Algunos esperaban que dentro del amplio mosaico obradorista la principal tensión en este gobierno se daría entre los viejos militantes de Morena y los nuevos perfiles que se incorporaron en vísperas de la campaña electoral de 2018. No ha sido así. La batalla de fondo tampoco se da entre neoliberales e izquierdistas, como escribió Hugo Garcíamarín (https://bit.ly/2M41tGW).
Una de las principales diferencias se da hoy entre un sector que considera que todo lo que se hizo en el pasado es sospechoso per sé, que todo está podrido e infestado, y en consecuencia debe ser destruido o dinamitado sin más, y quienes en mayor o menor medida reconocen que existe una serie de instituciones que se han construido a lo largo de décadas y es necesario respetar y preservar, cambiándolas de forma prudente y sensata.
En la agenda de austeridad y control del gasto el presidente hasta ahora se ha apoyado más en el primer sector, desde donde ha efectuado una interpretación extrema de que la corrupción está en todas partes. Esa postura, que podría ser efectiva para movilizar conciencias durante una campaña electoral, difícilmente puede materializarse sin amenazar la supervivencia del aparato público.
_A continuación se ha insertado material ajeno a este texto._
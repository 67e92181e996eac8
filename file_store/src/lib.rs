//! Storage backends and file handles for chunked uploads.
//!
//! A [`File`] is opened from an [`ObjectIdentity`] with an [`OpenMode`] and
//! unifies two very different targets:
//!
//! - the local filesystem, where chunks are positioned writes straight into
//!   the open file and may land in any order;
//! - object storage, which only accepts one ordered byte stream per object.
//!   Chunks go through an [`OrderedWriter`] that releases each one only when
//!   every byte before its offset has been released.
//!
//! Callers track every chunk with [`File::track`] and finish with
//! [`File::close`], which waits for all tracked chunks and then for the
//! backend to finalize the object.
//!
//! ```rust,no_run
//! use bytes::Bytes;
//! use file_store::{backend_for, BackendConfig, ObjectIdentity, OpenMode};
//!
//! # async fn example() -> Result<(), file_store::FileStoreError> {
//! let config = BackendConfig::Local { root: "/srv/files".into() };
//! let backend = backend_for(&config, file_store::DEFAULT_CONDUIT_CAPACITY).await?;
//! let identity = ObjectIdentity::from_path("my-files", "/docs/notes.txt", config)?;
//!
//! let file = backend.open(&identity, OpenMode::CreateWrite).await?;
//! let guard = file.track();
//! file.write_at(Bytes::from_static(b"This is a test"), 0).await?;
//! drop(guard);
//! file.close().await?;
//! # Ok(())
//! # }
//! ```

mod backend;
mod client;
mod conduit;
mod error;
mod file;
mod identity;
mod join_group;
mod local;
mod memory;
mod object_storage;
mod ordered_writer;
mod s3;

pub use backend::{backend_for, OpenMode, StorageBackend, DEFAULT_CONDUIT_CAPACITY};
pub use client::{CompletedPart, ObjectStorageClient};
pub use conduit::{conduit, ConduitReader, ConduitWriter, FileReader};
pub use error::{FileStoreError, FileStoreResult};
pub use file::{Completion, File, FileWriter};
pub use identity::{BackendConfig, ObjectIdentity, UploadOptions, PARTIAL_UPLOAD_SUFFIX};
pub use join_group::{InFlightGuard, JoinGroup};
pub use local::{LocalBackend, LocalWriter};
pub use memory::{ClientCall, FailPoint, InMemoryObjectClient};
pub use object_storage::ObjectStorageBackend;
pub use ordered_writer::OrderedWriter;
pub use s3::S3ObjectClient;
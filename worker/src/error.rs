#[derive(Debug, thiserror::Error)]
#[non_exhaustive]
pub enum DispatcherError {
    #[error("dispatcher is not running, call run() before adding jobs")]
    NotRunning,

    #[error("dispatcher is already running")]
    AlreadyRunning,

    #[error("dispatcher has been stopped")]
    Stopped,
}
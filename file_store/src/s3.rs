//! S3 client using object_store for streaming data and aws-sdk-s3 for the
//! multipart copy calls object_store does not expose.

use std::{io, sync::Arc};

use async_trait::async_trait;
use aws_config::BehaviorVersion;
use aws_sdk_s3::{
    config::{Credentials, Region},
    primitives::ByteStream,
    types::{CompletedMultipartUpload, CompletedPart as S3CompletedPart},
    Client as S3Client,
};
use bytes::Bytes;
use futures::{stream::BoxStream, StreamExt, TryStreamExt};
use object_store::{
    aws::{AmazonS3, AmazonS3Builder},
    path::Path as ObjectPath,
    ObjectStore,
    WriteMultipart,
};
use percent_encoding::{utf8_percent_encode, AsciiSet, NON_ALPHANUMERIC};
use tracing::debug;

use crate::{
    client::{CompletedPart, ObjectStorageClient},
    identity::BackendConfig,
    FileStoreError,
    FileStoreResult,
};

/// Characters left unescaped in a copy source key, `/` included.
const COPY_SOURCE_ENCODE_SET: &AsciiSet = &NON_ALPHANUMERIC
    .remove(b'-')
    .remove(b'.')
    .remove(b'_')
    .remove(b'~')
    .remove(b'/');

const CREDENTIALS_PROVIDER: &str = "transfer-gateway";

pub struct S3ObjectClient {
    /// Streaming put and get.
    object_store: Arc<AmazonS3>,

    /// Multipart create, copy, upload, complete and abort.
    s3_client: S3Client,

    bucket: String,
}

impl S3ObjectClient {
    /// Builds both clients from an S3 backend configuration. Static
    /// credentials are used when both halves are given, the default AWS
    /// chain otherwise.
    pub async fn from_backend_config(config: &BackendConfig) -> FileStoreResult<Self> {
        let BackendConfig::S3 {
            bucket,
            region,
            access_key_id,
            secret_access_key,
            endpoint,
        } = config
        else {
            return Err(FileStoreError::object_storage(
                "configure",
                anyhow::anyhow!("not an S3 backend: {:?}", config),
            ));
        };
        if bucket.is_empty() {
            return Err(FileStoreError::object_storage(
                "configure",
                anyhow::anyhow!("bucket name is empty"),
            ));
        }
        let credentials = access_key_id.as_ref().zip(secret_access_key.as_ref());

        let mut builder = AmazonS3Builder::from_env().with_bucket_name(bucket);
        if let Some(region) = region {
            builder = builder.with_region(region);
        }
        if let Some((key_id, secret)) = credentials {
            builder = builder
                .with_access_key_id(key_id)
                .with_secret_access_key(secret);
        }
        if let Some(endpoint) = endpoint {
            builder = builder
                .with_endpoint(endpoint)
                .with_allow_http(endpoint.starts_with("http://"))
                .with_virtual_hosted_style_request(false);
        }
        let object_store = builder
            .build()
            .map_err(|e| FileStoreError::object_storage("configure", e))?;

        let mut loader = aws_config::defaults(BehaviorVersion::latest());
        if let Some(region) = region {
            loader = loader.region(Region::new(region.clone()));
        }
        if let Some((key_id, secret)) = credentials {
            loader = loader.credentials_provider(Credentials::new(
                key_id,
                secret,
                None,
                None,
                CREDENTIALS_PROVIDER,
            ));
        }
        if let Some(endpoint) = endpoint {
            loader = loader.endpoint_url(endpoint);
        }
        let sdk_config = loader.load().await;
        let s3_config = aws_sdk_s3::config::Builder::from(&sdk_config)
            .force_path_style(endpoint.is_some())
            .build();

        debug!(bucket = %bucket, endpoint = ?endpoint, "created S3 client");

        Ok(Self {
            object_store: Arc::new(object_store),
            s3_client: S3Client::from_conf(s3_config),
            bucket: bucket.clone(),
        })
    }

    /// The stored location of `key`. Every call, streaming and multipart,
    /// addresses the object through this path so both clients agree on the
    /// escaped form of reserved characters.
    fn object_path(key: &str) -> ObjectPath {
        ObjectPath::from(key)
    }

    fn copy_source(&self, path: &ObjectPath) -> String {
        format!(
            "{}/{}",
            self.bucket,
            utf8_percent_encode(path.as_ref(), COPY_SOURCE_ENCODE_SET)
        )
    }
}

#[async_trait]
impl ObjectStorageClient for S3ObjectClient {
    async fn put_stream(
        &self,
        key: &str,
        mut body: BoxStream<'static, Bytes>,
    ) -> FileStoreResult<u64> {
        let path = Self::object_path(key);
        let upload = self.object_store.put_multipart(&path).await?;
        let mut writer = WriteMultipart::new(upload);
        let mut size_bytes = 0;
        while let Some(chunk) = body.next().await {
            if let Err(err) = writer.wait_for_capacity(1).await {
                let _ = writer.abort().await;
                return Err(err.into());
            }
            size_bytes += chunk.len() as u64;
            writer.write(&chunk);
        }
        writer.finish().await?;
        Ok(size_bytes)
    }

    async fn get_stream(
        &self,
        key: &str,
    ) -> FileStoreResult<BoxStream<'static, io::Result<Bytes>>> {
        let result = self.object_store.get(&Self::object_path(key)).await?;
        Ok(result.into_stream().map_err(io::Error::other).boxed())
    }

    async fn create_multipart_upload(&self, key: &str) -> FileStoreResult<String> {
        let output = self
            .s3_client
            .create_multipart_upload()
            .bucket(&self.bucket)
            .key(Self::object_path(key).to_string())
            .send()
            .await
            .map_err(|e| FileStoreError::object_storage("create_multipart_upload", e))?;

        output.upload_id().map(str::to_string).ok_or_else(|| {
            FileStoreError::object_storage(
                "create_multipart_upload",
                anyhow::anyhow!("no upload id returned"),
            )
        })
    }

    async fn upload_part_copy(
        &self,
        key: &str,
        upload_id: &str,
        part_number: i32,
        source_key: &str,
    ) -> FileStoreResult<CompletedPart> {
        let output = self
            .s3_client
            .upload_part_copy()
            .bucket(&self.bucket)
            .key(Self::object_path(key).to_string())
            .upload_id(upload_id)
            .part_number(part_number)
            .copy_source(self.copy_source(&Self::object_path(source_key)))
            .send()
            .await
            .map_err(|e| FileStoreError::object_storage("upload_part_copy", e))?;

        let e_tag = output
            .copy_part_result()
            .and_then(|r| r.e_tag())
            .ok_or_else(|| {
                FileStoreError::object_storage(
                    "upload_part_copy",
                    anyhow::anyhow!("no etag returned for copied part"),
                )
            })?;
        Ok(CompletedPart {
            part_number,
            e_tag: e_tag.to_string(),
        })
    }

    async fn upload_part(
        &self,
        key: &str,
        upload_id: &str,
        part_number: i32,
        body: Bytes,
    ) -> FileStoreResult<CompletedPart> {
        let output = self
            .s3_client
            .upload_part()
            .bucket(&self.bucket)
            .key(Self::object_path(key).to_string())
            .upload_id(upload_id)
            .part_number(part_number)
            .body(ByteStream::from(body))
            .send()
            .await
            .map_err(|e| FileStoreError::object_storage("upload_part", e))?;

        let e_tag = output.e_tag().ok_or_else(|| {
            FileStoreError::object_storage("upload_part", anyhow::anyhow!("no etag returned"))
        })?;
        Ok(CompletedPart {
            part_number,
            e_tag: e_tag.to_string(),
        })
    }

    async fn complete_multipart_upload(
        &self,
        key: &str,
        upload_id: &str,
        parts: Vec<CompletedPart>,
    ) -> FileStoreResult<()> {
        let parts: Vec<S3CompletedPart> = parts
            .into_iter()
            .map(|part| {
                S3CompletedPart::builder()
                    .e_tag(part.e_tag)
                    .part_number(part.part_number)
                    .build()
            })
            .collect();

        let multipart_upload = CompletedMultipartUpload::builder()
            .set_parts(Some(parts))
            .build();

        self.s3_client
            .complete_multipart_upload()
            .bucket(&self.bucket)
            .key(Self::object_path(key).to_string())
            .upload_id(upload_id)
            .multipart_upload(multipart_upload)
            .send()
            .await
            .map_err(|e| FileStoreError::object_storage("complete_multipart_upload", e))?;

        Ok(())
    }

    async fn abort_multipart_upload(&self, key: &str, upload_id: &str) -> FileStoreResult<()> {
        self.s3_client
            .abort_multipart_upload()
            .bucket(&self.bucket)
            .key(Self::object_path(key).to_string())
            .upload_id(upload_id)
            .send()
            .await
            .map_err(|e| FileStoreError::object_storage("abort_multipart_upload", e))?;

        Ok(())
    }
}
No cabe duda que eliminar privilegios, reducir sueldos y compactar estructuras es uno de los grandes aciertos; representa el cumplimiento de un compromiso de campaña. Sin embargo, en algún momento la receta parece haberse convertido en un dogma de fe capaz de arrasar con lo que sea.
Pareciera como si alguien le hubiera hecho creer al presidente que los beneficios de la renta petrolera yacen escondidos detrás de las jugosas plazas de la administración pública o que allí está la clave para promover una política redistributiva. Que eliminar a los directores generales adjuntos o cortar plazas de asesores podría ayudar a resolver el problema de las finanzas públicas del país.
Esta visión en muchos casos lleva a anteponer la ideología a la realidad, y en algunos incluso se contrapone a la normatividad existente, planteada desde una lógica caricaturesca y distorsionada de la naturaleza del Estado. Una donde pareciera que todos los puestos de la administración federal han sido inventados para acomodar amigos sin desempeñar funciones sustantivas.
Teniendo que recurrir a uno de los planteamientos de mis adversarios, pareciera que no nos situamos tan lejos de lo afirmado por Héctor Aguilar Camín al calificar semejante escenario de “austericidio”, un neologismo inventado por Felipe González que reúne las nociones de homicidio y suicidio con las de austeridad y ahorro.
Llevada a un extremo dogmático, la idea de la austeridad y el control del gasto puede llevar a la pérdida de capacidades estatales, a crear un gobierno sin capacidad de operación y una administración incapaz de ejercer el presupuesto mismo.
El presidente insiste en la necesidad de tomar decisiones tajantes para impulsar grandes transformaciones. Cree necesario exagerar en el remedio para curar la enfermedad y dejar muy clara su voluntad política. Probablemente tenga razón, pero al promover las grandes ideas que impulsan su administración debe cuidar la manera en que se aterrizan, hacer matices y admitir excepciones.
Un servidor público de alto nivel, por dar solo un ejemplo, no debiera estar impedido de asistir a una cumbre internacional o esperar semanas para recibir una autorización de Presidencia que le permita hacerlo cuando México está negociando algo importante para el país o cuando hacerlo es necesario para concretar proyectos de inversión. Por sobre todas las cosas, no podemos permitir que se afecte la provisión de servicios públicos básicos como es el derecho a la salud.
Mal haría la 4T en descartar de un plumazo el texto de renuncia de Germán Martínez, en simplemente descalificar al personaje como “traidor” o “desertor” o endilgarle falsas acusaciones. Dentro de las muchas lecciones que debemos sacar de esa carta es que la austeridad debe tener límites éticos y políticos claros.